> [THE TASK] Nothing below is to be printed except the lines between the line holding "assert_eq!(config.max_connection, Duration::from_secs(300));" and the line holding "assert_eq!(config.check_interval, Duration::from_millis(100));", inclusive, each exactly as it appears.

TASK INPUTS: Begin

// Delivery loop timing configuration

use std::time::Duration;

/// Timing knobs for one SSE connection
#[derive(Debug, Clone)]
pub struct DeliveryConfig {
    /// How often the loop polls the stores (the loop's only suspension point)
    pub check_interval: Duration,
    /// Cadence of keep-alive comment frames
    pub heartbeat_interval: Duration,
    /// Hard wall-clock cap per connection; hitting it is not an error, the
    /// loop ends with a reconnect hint carrying the resume cursor
    pub max_connection: Duration,
}

impl Default for DeliveryConfig {
    fn default() -> Self {
        Self {
            check_interval: Duration::from_secs(2),
            heartbeat_interval: Duration::from_secs(15),
            max_connection: Duration::from_secs(300),
        }
    }
}

impl DeliveryConfig {
    /// Load from environment, falling back to defaults per field
    pub fn from_env() -> Self {
        let defaults = Self::default();
        Self {
            check_interval: env_millis("EMBERCHAT_CHECK_INTERVAL_MS")
                .unwrap_or(defaults.check_interval),
            heartbeat_interval: env_secs("EMBERCHAT_HEARTBEAT_SECS")
                .unwrap_or(defaults.heartbeat_interval),
            max_connection: env_secs("EMBERCHAT_MAX_CONNECTION_SECS")
                .unwrap_or(defaults.max_connection),
        }
    }

    pub fn with_check_interval(mut self, interval: Duration) -> Self {
        self.check_interval = interval;
        self
    }

    pub fn with_heartbeat_interval(mut self, interval: Duration) -> Self {
        self.heartbeat_interval = interval;
        self
    }

    pub fn with_max_connection(mut self, max: Duration) -> Self {
        self.max_connection = max;
        self
    }
}

fn env_secs(name: &str) -> Option<Duration> {
    std::env::var(name)
        .ok()
        .and_then(|value| value.parse().ok())
        .map(Duration::from_secs)
}

fn env_millis(name: &str) -> Option<Duration> {
    std::env::var(name)
        .ok()
        .and_then(|value| value.parse().ok())
        .map(Duration::from_millis)
}

#[cfg(test)]
mod tests {
    use super::*;

    #[test]
    fn test_defaults() {
        let config = DeliveryConfig::default();
        assert_eq!(config.check_interval, Duration::from_secs(2));
        assert_eq!(config.heartbeat_interval, Duration::from_secs(15));
        assert_eq!(config.max_connection, Duration::from_secs(300));
    }

    #[test]
    fn test_builders() {
        let config = DeliveryConfig::default()
            .with_check_interval(Duration::from_millis(100))
            .with_max_connection(Duration::from_secs(5));
        assert_eq!(config.check_interval, Duration::from_millis(100));
        assert_eq!(config.max_connection, Duration::from_secs(5));
    }
}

TASK INPUTS: End

> [WRITTEN REPLY]
        assert_eq!(config.max_connection, Duration::from_secs(300));
    }

    #[test]
    fn test_builders() {
        let config = DeliveryConfig::default()
            .with_check_interval(Duration::from_millis(100))
            .with_max_connection(Duration::from_secs(5));
        assert_eq!(config.check_interval, Duration::from_millis(100));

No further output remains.